# [DATASET EXTRACT]
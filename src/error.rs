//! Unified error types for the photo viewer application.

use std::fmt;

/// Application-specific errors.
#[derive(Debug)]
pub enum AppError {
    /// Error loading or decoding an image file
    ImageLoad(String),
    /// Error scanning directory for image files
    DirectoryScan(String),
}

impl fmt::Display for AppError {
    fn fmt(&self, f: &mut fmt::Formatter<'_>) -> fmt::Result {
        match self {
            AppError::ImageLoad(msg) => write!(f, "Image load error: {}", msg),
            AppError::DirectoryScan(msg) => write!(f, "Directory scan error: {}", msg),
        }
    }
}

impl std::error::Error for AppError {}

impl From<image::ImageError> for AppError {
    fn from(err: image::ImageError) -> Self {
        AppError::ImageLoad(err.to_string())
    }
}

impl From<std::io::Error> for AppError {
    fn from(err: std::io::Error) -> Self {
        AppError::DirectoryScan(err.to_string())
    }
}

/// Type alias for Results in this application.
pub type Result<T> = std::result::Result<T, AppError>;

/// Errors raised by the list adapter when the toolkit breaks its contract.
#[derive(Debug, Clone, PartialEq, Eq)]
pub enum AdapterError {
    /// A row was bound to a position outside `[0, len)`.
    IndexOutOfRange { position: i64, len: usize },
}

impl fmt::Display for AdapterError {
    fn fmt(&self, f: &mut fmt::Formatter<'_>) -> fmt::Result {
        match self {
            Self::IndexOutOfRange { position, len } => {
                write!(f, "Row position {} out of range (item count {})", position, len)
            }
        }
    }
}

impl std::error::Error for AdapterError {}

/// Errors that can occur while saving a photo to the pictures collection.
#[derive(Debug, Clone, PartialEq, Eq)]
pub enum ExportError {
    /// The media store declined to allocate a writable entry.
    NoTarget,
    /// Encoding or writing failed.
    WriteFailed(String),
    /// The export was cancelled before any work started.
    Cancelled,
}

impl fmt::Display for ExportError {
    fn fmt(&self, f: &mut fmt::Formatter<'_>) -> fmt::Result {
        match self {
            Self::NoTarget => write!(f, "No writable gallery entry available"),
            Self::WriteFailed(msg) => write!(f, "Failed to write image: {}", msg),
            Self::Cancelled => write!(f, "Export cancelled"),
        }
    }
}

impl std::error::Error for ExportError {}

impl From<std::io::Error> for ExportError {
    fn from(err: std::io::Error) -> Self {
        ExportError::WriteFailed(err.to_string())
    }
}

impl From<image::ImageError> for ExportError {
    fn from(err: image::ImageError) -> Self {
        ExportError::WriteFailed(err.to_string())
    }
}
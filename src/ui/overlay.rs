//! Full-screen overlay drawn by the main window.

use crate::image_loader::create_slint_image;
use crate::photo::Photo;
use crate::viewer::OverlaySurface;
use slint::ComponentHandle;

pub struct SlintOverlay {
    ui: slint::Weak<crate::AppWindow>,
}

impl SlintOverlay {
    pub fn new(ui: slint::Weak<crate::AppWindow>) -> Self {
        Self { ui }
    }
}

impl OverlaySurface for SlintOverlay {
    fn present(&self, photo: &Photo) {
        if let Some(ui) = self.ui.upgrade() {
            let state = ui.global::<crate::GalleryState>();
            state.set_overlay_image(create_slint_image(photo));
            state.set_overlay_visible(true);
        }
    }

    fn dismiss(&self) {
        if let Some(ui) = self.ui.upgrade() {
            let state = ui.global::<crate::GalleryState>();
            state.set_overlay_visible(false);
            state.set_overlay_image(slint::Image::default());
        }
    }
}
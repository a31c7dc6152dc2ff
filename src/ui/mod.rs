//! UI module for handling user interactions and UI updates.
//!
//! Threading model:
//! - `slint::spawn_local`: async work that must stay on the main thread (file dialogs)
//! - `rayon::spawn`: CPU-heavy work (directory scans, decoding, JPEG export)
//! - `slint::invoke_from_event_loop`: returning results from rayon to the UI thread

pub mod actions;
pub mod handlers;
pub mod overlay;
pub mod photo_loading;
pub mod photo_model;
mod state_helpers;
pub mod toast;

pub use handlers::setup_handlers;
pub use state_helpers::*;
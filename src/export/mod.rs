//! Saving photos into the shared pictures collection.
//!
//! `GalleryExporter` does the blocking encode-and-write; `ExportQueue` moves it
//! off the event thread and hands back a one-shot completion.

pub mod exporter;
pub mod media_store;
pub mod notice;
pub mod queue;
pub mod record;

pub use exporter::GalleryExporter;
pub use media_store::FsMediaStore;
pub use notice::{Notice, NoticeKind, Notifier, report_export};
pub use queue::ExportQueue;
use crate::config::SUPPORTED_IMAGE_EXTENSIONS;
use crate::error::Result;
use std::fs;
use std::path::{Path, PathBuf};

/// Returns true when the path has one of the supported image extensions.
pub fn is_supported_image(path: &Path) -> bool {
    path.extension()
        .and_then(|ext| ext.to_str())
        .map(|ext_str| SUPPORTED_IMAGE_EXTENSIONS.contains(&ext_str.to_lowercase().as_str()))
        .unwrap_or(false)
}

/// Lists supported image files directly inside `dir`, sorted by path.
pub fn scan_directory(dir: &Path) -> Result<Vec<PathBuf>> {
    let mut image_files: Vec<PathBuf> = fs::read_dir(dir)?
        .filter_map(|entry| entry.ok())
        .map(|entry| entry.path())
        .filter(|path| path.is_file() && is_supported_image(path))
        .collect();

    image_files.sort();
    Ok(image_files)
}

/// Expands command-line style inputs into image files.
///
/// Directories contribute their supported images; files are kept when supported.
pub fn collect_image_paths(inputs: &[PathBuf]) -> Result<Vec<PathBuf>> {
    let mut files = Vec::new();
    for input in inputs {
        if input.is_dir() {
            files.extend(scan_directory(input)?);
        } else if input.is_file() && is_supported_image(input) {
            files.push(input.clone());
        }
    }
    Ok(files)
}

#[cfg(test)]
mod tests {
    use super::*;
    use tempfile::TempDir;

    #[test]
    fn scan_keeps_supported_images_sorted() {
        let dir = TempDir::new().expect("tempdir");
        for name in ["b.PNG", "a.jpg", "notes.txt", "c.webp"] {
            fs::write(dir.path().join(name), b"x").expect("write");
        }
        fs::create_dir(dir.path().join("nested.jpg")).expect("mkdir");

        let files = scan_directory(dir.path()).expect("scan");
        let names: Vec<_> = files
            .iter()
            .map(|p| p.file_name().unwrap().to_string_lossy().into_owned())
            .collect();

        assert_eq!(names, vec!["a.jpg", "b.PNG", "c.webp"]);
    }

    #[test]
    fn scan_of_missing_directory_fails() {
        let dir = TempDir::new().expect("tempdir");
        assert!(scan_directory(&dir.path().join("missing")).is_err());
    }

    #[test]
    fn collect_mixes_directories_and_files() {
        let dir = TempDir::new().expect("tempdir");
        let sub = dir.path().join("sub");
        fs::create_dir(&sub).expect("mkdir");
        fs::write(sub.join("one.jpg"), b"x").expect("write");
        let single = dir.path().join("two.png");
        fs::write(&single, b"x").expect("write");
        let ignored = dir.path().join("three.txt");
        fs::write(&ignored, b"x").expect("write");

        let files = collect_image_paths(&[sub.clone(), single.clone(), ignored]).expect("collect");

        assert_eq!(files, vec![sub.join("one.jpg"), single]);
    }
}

# [EXERCISE OBJECTIVE]
The lines from the first of the entries through the line holding "impl std::error::Error for AppError" are to be restated word for word, and no others.

# [SOLUTION]
filename src/error.rs
//! Unified error types for the photo viewer application.

use std::fmt;

/// Application-specific errors.
#[derive(Debug)]
pub enum AppError {
    /// Error loading or decoding an image file
    ImageLoad(String),
    /// Error scanning directory for image files
    DirectoryScan(String),
}

impl fmt::Display for AppError {
    fn fmt(&self, f: &mut fmt::Formatter<'_>) -> fmt::Result {
        match self {
            AppError::ImageLoad(msg) => write!(f, "Image load error: {}", msg),
            AppError::DirectoryScan(msg) => write!(f, "Directory scan error: {}", msg),
        }
    }
}

impl std::error::Error for AppError {}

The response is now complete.